Step 2: Next, we pivot the element types into separate columns:

id year month day tmax tmin
MX17004 2010 1 d30 27.8 14.5
MX17004 2010 2 d2 27.3 NA
MX17004 2010 2 d3 24.1 NA
MX17004 2010 2 d11 29.7 NA
MX17004 2010 2 d23 29.9 NA

The final dataset is now tidy, with each variable in its own column and each observation in a single row.

Conclusion

While tidying data may initially require more effort, the resulting structure provides significant benefits throughout the analysis pipeline.
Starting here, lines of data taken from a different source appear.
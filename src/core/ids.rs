use std::sync::atomic::{AtomicU64, Ordering};

use uuid::Uuid;

/// Source of unique transaction identifiers.
pub trait IdGenerator: Send + Sync {
    fn next_id(&self) -> Uuid;
}

/// Random v4 identifiers.
#[derive(Debug, Default, Clone, Copy)]
pub struct UuidGenerator;

impl IdGenerator for UuidGenerator {
    fn next_id(&self) -> Uuid {
        Uuid::new_v4()
    }
}

/// Deterministic identifiers `00000000-...-000000000001`, `...-000000000002`, ...
#[derive(Debug, Default)]
pub struct SequentialIds {
    counter: AtomicU64,
}

impl SequentialIds {
    pub fn new() -> Self {
        Self::default()
    }
}

impl IdGenerator for SequentialIds {
    fn next_id(&self) -> Uuid {
        let next = self.counter.fetch_add(1, Ordering::Relaxed) + 1;
        Uuid::from_u128(u128::from(next))
    }
}
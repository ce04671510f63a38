use std::{fmt, str::FromStr};

use chrono::{NaiveDate, NaiveTime};
use serde::{de, Deserialize, Deserializer, Serialize};
use uuid::Uuid;

/// Direction of a transaction.
#[derive(Debug, Clone, Copy, Serialize, Deserialize, PartialEq, Eq, Hash)]
#[serde(rename_all = "lowercase")]
pub enum TransactionKind {
    Income,
    Expense,
}

impl TransactionKind {
    pub fn as_str(&self) -> &'static str {
        match self {
            TransactionKind::Income => "income",
            TransactionKind::Expense => "expense",
        }
    }
}

impl fmt::Display for TransactionKind {
    fn fmt(&self, f: &mut fmt::Formatter<'_>) -> fmt::Result {
        f.write_str(self.as_str())
    }
}

impl FromStr for TransactionKind {
    type Err = String;

    fn from_str(value: &str) -> Result<Self, Self::Err> {
        match value {
            "income" => Ok(TransactionKind::Income),
            "expense" => Ok(TransactionKind::Expense),
            other => Err(format!("unknown transaction type `{other}`")),
        }
    }
}

/// A single dated income or expense record.
#[derive(Debug, Clone, Serialize, Deserialize, PartialEq)]
#[serde(rename_all = "camelCase")]
pub struct Transaction {
    pub id: Uuid,
    #[serde(rename = "type")]
    pub kind: TransactionKind,
    /// Older saves may hold the amount as numeric text.
    #[serde(deserialize_with = "amount_from_number_or_text")]
    pub amount: f64,
    pub category: String,
    pub date: NaiveDate,
    pub description: String,
    /// Epoch milliseconds of `date` at midnight UTC. Ordering only; re-derived on load.
    #[serde(alias = "timestamp", default)]
    pub sort_key: i64,
}

fn amount_from_number_or_text<'de, D>(deserializer: D) -> Result<f64, D::Error>
where
    D: Deserializer<'de>,
{
    #[derive(Deserialize)]
    #[serde(untagged)]
    enum RawAmount {
        Number(f64),
        Text(String),
    }

    match RawAmount::deserialize(deserializer)? {
        RawAmount::Number(value) => Ok(value),
        RawAmount::Text(text) => text
            .trim()
            .parse()
            .map_err(|_| de::Error::custom(format!("invalid amount `{text}`"))),
    }
}

impl Transaction {
    pub fn from_record(id: Uuid, record: NewTransaction) -> Self {
        Self {
            id,
            kind: record.kind,
            amount: record.amount,
            category: record.category,
            sort_key: sort_key_for(record.date),
            date: record.date,
            description: record.description,
        }
    }

    /// Applies the populated patch fields. Returns `true` when the date changed.
    pub fn apply(&mut self, patch: TransactionPatch) -> bool {
        if let Some(kind) = patch.kind {
            self.kind = kind;
        }
        if let Some(amount) = patch.amount {
            self.amount = amount;
        }
        if let Some(category) = patch.category {
            self.category = category;
        }
        if let Some(description) = patch.description {
            self.description = description;
        }
        match patch.date {
            Some(date) if date != self.date => {
                self.date = date;
                self.refresh_sort_key();
                true
            }
            _ => false,
        }
    }

    pub fn refresh_sort_key(&mut self) {
        self.sort_key = sort_key_for(self.date);
    }

    /// The record fields without the store-assigned identity.
    pub fn to_record(&self) -> NewTransaction {
        NewTransaction {
            kind: self.kind,
            amount: self.amount,
            category: self.category.clone(),
            date: self.date,
            description: self.description.clone(),
        }
    }

    pub fn is_income(&self) -> bool {
        self.kind == TransactionKind::Income
    }

    pub fn is_expense(&self) -> bool {
        self.kind == TransactionKind::Expense
    }
}

/// Transaction fields supplied by a caller before the store assigns an id.
#[derive(Debug, Clone, PartialEq)]
pub struct NewTransaction {
    pub kind: TransactionKind,
    pub amount: f64,
    pub category: String,
    pub date: NaiveDate,
    pub description: String,
}

impl NewTransaction {
    pub fn new(
        kind: TransactionKind,
        amount: f64,
        category: impl Into<String>,
        date: NaiveDate,
        description: impl Into<String>,
    ) -> Self {
        Self {
            kind,
            amount,
            category: category.into(),
            date,
            description: description.into(),
        }
    }

    pub fn income(
        amount: f64,
        category: impl Into<String>,
        date: NaiveDate,
        description: impl Into<String>,
    ) -> Self {
        Self::new(TransactionKind::Income, amount, category, date, description)
    }

    pub fn expense(
        amount: f64,
        category: impl Into<String>,
        date: NaiveDate,
        description: impl Into<String>,
    ) -> Self {
        Self::new(TransactionKind::Expense, amount, category, date, description)
    }
}

/// Partial update for an existing transaction. `None` leaves a field unchanged.
#[derive(Debug, Clone, Default, PartialEq)]
pub struct TransactionPatch {
    pub kind: Option<TransactionKind>,
    pub amount: Option<f64>,
    pub category: Option<String>,
    pub date: Option<NaiveDate>,
    pub description: Option<String>,
}

impl TransactionPatch {
    pub fn kind(mut self, kind: TransactionKind) -> Self {
        self.kind = Some(kind);
        self
    }

    pub fn amount(mut self, amount: f64) -> Self {
        self.amount = Some(amount);
        self
    }

    pub fn category(mut self, category: impl Into<String>) -> Self {
        self.category = Some(category.into());
        self
    }

    pub fn date(mut self, date: NaiveDate) -> Self {
        self.date = Some(date);
        self
    }

    pub fn description(mut self, description: impl Into<String>) -> Self {
        self.description = Some(description.into());
        self
    }

    pub fn is_empty(&self) -> bool {
        *self == TransactionPatch::default()
    }
}

impl From<NewTransaction> for TransactionPatch {
    fn from(record: NewTransaction) -> Self {
        Self {
            kind: Some(record.kind),
            amount: Some(record.amount),
            category: Some(record.category),
            date: Some(record.date),
            description: Some(record.description),
        }
    }
}

pub fn sort_key_for(date: NaiveDate) -> i64 {
    date.and_time(NaiveTime::MIN).and_utc().timestamp_millis()
}

/// Stable sort, newest first. Equal keys keep their relative order.
pub fn sort_newest_first(transactions: &mut [Transaction]) {
    transactions.sort_by(|a, b| b.sort_key.cmp(&a.sort_key));
}

pub fn is_sorted_newest_first(transactions: &[Transaction]) -> bool {
    transactions
        .windows(2)
        .all(|pair| pair[0].sort_key >= pair[1].sort_key)
}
By following the principles of tidy data, analysts can create more maintainable, efficient, and reproducible workflows.

For further exploration of tidy data concepts, see Tidy Data by Hadley Wickham. Most examples in this document come from the tidyr vignette on tidy data.